So, last night, Laurel Nakadate was at MoMA in NYC again to give a talk about the exhibition that she has going on at PS1. So I went to listen to her talk.

I didn't know what the format was going to be. But it ended up being a 45 minute presentation by Nakadate, where she showed photos and clips from her films, followed by about 45 minutes of a little panel discussion and Q&A with the crowd.

So Nakadate gave a pretty cool story about how she'd started working with video. I guess she'd gone to Yale to get her Masters. She was young and all alone. She was kind of depressed.

So she just kind of started meeting these guys on the street and asking if she could film them in their houses. I guess the first video she made was of going into these guys' houses and dancing with them to the Britney Spears' "Oops" song.

Anyway, so these guys were kind of old and out of shape. One of them danced around a lot. He looked like he was having fun! Another guy stood completely still. I guess he was trying to deadpan it. But it kept looking like he was going to laugh anyway!

I guess this video was from 1998. I can't remember when "viral" became a term for funny things on the internet that suddenly millions of people watch. But I definitely thought, while watching this video, that it was viral. And partly that was because the guys had that Star Wars Kid kind of appeal.

But it was also because Nakadate looked really sexy. She was wearing this tight pink shirt and this blue denim skirt. And she danced reall sexy!

So, she was pretty sexy. Well, you know, when she was younger, she looked different. If you saw her nowadays, you'd probably think she was really sexy! Anyway, I did.

I sat in the front row. I was sitting with all these guys and ladies who did all kinds of important things with art in New York City. Curators, Assistant Curators, Big Artists, all that kind of stuff. The guy who I had seen with Nakadate, the well-manicured man -- it turns out he's this guy named Claus. And he's the director of PS1! So he was there and he sat next to me. Then he went up and did the forum with Nakadate.

So I felt pretty cool with all these important people sitting next to me, just a tiny, little baby, you know. But then, before the show started, Nakadate came up to talk to some of the people in the front row. I felt shy, terribly shy, just having her that close to me. You know, she's very kind. I have a feeling she could be friends with anybody! But I just get shy.
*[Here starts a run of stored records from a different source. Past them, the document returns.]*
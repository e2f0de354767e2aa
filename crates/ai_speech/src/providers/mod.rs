//! Speech processing provider implementations
//!
//! Contains concrete implementations of the `SpeechToText` and `TextToSpeech` traits.

pub mod google;

pub use google::GoogleCloudSpeechProvider;
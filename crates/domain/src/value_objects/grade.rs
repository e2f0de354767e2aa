//! Letter grade derived from a composite pronunciation score

use serde::{Deserialize, Serialize};
use std::fmt;

use crate::errors::DomainError;

/// Letter grade bucket for a score in [0, 100]
///
/// Lower bounds are inclusive: 90 and above is `A`, 80 up to 90 is `B`,
/// 70 up to 80 is `C`, 60 up to 70 is `D`, anything lower is `F`.
/// Serialized as the full display string, e.g. `"A - 매우 우수"`.
#[derive(Debug, Clone, Copy, PartialEq, Eq, Hash, PartialOrd, Ord, Serialize, Deserialize)]
#[serde(into = "String", try_from = "String")]
pub enum Grade {
    A,
    B,
    C,
    D,
    F,
}

impl Grade {
    /// Map a composite score onto its grade
    #[must_use]
    pub fn from_score(score: f64) -> Self {
        if score >= 90.0 {
            Self::A
        } else if score >= 80.0 {
            Self::B
        } else if score >= 70.0 {
            Self::C
        } else if score >= 60.0 {
            Self::D
        } else {
            Self::F
        }
    }

    /// The bare letter
    #[must_use]
    pub const fn letter(&self) -> &'static str {
        match self {
            Self::A => "A",
            Self::B => "B",
            Self::C => "C",
            Self::D => "D",
            Self::F => "F",
        }
    }

    /// Qualitative label shown to the learner
    #[must_use]
    pub const fn label(&self) -> &'static str {
        match self {
            Self::A => "매우 우수",
            Self::B => "우수",
            Self::C => "양호",
            Self::D => "보통",
            Self::F => "연습 필요",
        }
    }
}

impl fmt::Display for Grade {
    fn fmt(&self, f: &mut fmt::Formatter<'_>) -> fmt::Result {
        write!(f, "{} - {}", self.letter(), self.label())
    }
}

impl From<Grade> for String {
    fn from(grade: Grade) -> Self {
        grade.to_string()
    }
}

impl TryFrom<String> for Grade {
    type Error = DomainError;

    fn try_from(value: String) -> Result<Self, Self::Error> {
        match value.trim().chars().next() {
            Some('A') => Ok(Self::A),
            Some('B') => Ok(Self::B),
            Some('C') => Ok(Self::C),
            Some('D') => Ok(Self::D),
            Some('F') => Ok(Self::F),
            _ => Err(DomainError::ValidationError(format!(
                "unknown grade: {value}"
            ))),
        }
    }
}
But she's really sexy. And she was standing right next to me, talking to the guy and woman who sat next to me, about some really good interview Nakadate had given in 2006. And while she was talking, I was just looking at how incredible she looked in her jeans. Not that I was going to tell her that. But her legs are wonderful!

So, she gave her talk about the Oops video. Then she talked about some other videos she'd made while she was at Yale, and some people she'd met. One guy she'd met because she had dropped her keys down the elevator shaft in her building. She knocked on a guy's door and asked if she could use his phone to get her keys.

The guy had said, "Oh, I actually have a set of keys for your apartment." Okay... It was random. But it started a friendship between Nakadate and this man. They've been friends for a long time now.

Later on in the show, Nakadate actually showed another video that she had made with the man. It was a pretty cool video. The story was that the man said he was feeling a chemical imalance in his brain and that he needed an exorcism to get the balance back. So he laid down and did all this shaking around and repeating whatever Nakadate said to get the balance back.

Another series of videos that looked really cool to me was called "Beg for Your Life." In these videos Nakadate had some guys she'd just met let her come into their houses and hold a real gun (but it was "really broken") to their heads. They would then act out how they would act if they really had a gun to their heads and had to beg for their lives.

Some of those videos looked really interesting. Some of the guys were acting. Other guys looked genuinely uneasy. Other guys just kind of laughed and didn't take the thing seriously.

Nakadate also spoke about a series of photos she'd made where she re-enacted various murders in beautiful places. I can't remember what this one was called. The photos were really interesting. All of them except a couple were actually sexy. And if I hadn't been told they were re-enactments of murder scenes, I'd just have figured they were Nakadate laying out in various places and being sexy.

She was laying in all these natural areas in her panties and bra, and sometimes in just her panties, all stretched out, sometimes with her back arched.

There were ones that were unmistakably murder scene re-enactments. One was where Nakadate was tied to a tree with a red cord. She had a plastic bag over her head and she was slumped over. In another one, Nakadate was hung about halfway out of a dumpster. In another one, she was laying on train tracks, and done up with a bunch of red stuff to look like she had been smashed in half.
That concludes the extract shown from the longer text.